■ **TASK ITEM**
Of the lines below, report only those that contain "state".
_ _ _ _ _
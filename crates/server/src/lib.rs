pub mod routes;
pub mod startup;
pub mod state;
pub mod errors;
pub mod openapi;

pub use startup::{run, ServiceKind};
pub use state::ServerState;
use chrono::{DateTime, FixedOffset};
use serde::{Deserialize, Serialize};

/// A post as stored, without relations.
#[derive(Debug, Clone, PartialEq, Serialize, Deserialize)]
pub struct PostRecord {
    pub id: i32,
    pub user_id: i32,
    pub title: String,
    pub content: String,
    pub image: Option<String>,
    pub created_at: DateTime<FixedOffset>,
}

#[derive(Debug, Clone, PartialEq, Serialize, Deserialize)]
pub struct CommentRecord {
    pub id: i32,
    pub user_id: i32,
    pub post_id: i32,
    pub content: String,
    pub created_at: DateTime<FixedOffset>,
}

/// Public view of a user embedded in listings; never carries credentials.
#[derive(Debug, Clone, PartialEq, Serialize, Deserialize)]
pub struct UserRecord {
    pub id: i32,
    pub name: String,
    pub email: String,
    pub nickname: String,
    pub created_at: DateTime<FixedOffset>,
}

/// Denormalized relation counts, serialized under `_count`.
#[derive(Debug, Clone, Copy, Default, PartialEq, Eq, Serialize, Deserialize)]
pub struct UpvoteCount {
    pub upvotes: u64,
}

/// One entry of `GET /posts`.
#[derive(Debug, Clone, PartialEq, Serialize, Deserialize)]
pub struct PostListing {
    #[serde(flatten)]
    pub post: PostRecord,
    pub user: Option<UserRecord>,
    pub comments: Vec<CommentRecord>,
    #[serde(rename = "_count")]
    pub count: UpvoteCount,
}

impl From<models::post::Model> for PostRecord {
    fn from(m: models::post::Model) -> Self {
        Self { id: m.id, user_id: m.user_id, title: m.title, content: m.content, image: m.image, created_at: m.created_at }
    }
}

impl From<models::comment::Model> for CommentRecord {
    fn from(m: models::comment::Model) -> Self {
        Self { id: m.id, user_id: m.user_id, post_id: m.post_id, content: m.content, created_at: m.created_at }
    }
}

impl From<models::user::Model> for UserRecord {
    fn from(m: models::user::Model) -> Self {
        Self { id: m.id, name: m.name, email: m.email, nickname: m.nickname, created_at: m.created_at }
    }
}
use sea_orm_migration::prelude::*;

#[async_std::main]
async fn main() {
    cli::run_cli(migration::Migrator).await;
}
_ _ _ _ _
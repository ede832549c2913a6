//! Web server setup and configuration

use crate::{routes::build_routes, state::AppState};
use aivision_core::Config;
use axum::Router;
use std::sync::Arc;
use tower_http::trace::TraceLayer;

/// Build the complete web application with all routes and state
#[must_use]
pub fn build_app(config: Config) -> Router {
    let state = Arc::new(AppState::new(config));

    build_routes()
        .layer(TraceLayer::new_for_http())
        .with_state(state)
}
_ _ _ _ _
■ **SOLUTION**
pub mod state;
pub use state::ServerState;
use crate::{routes::build_routes, state::AppState};
/// Build the complete web application with all routes and state
    let state = Arc::new(AppState::new(config));
        .with_state(state)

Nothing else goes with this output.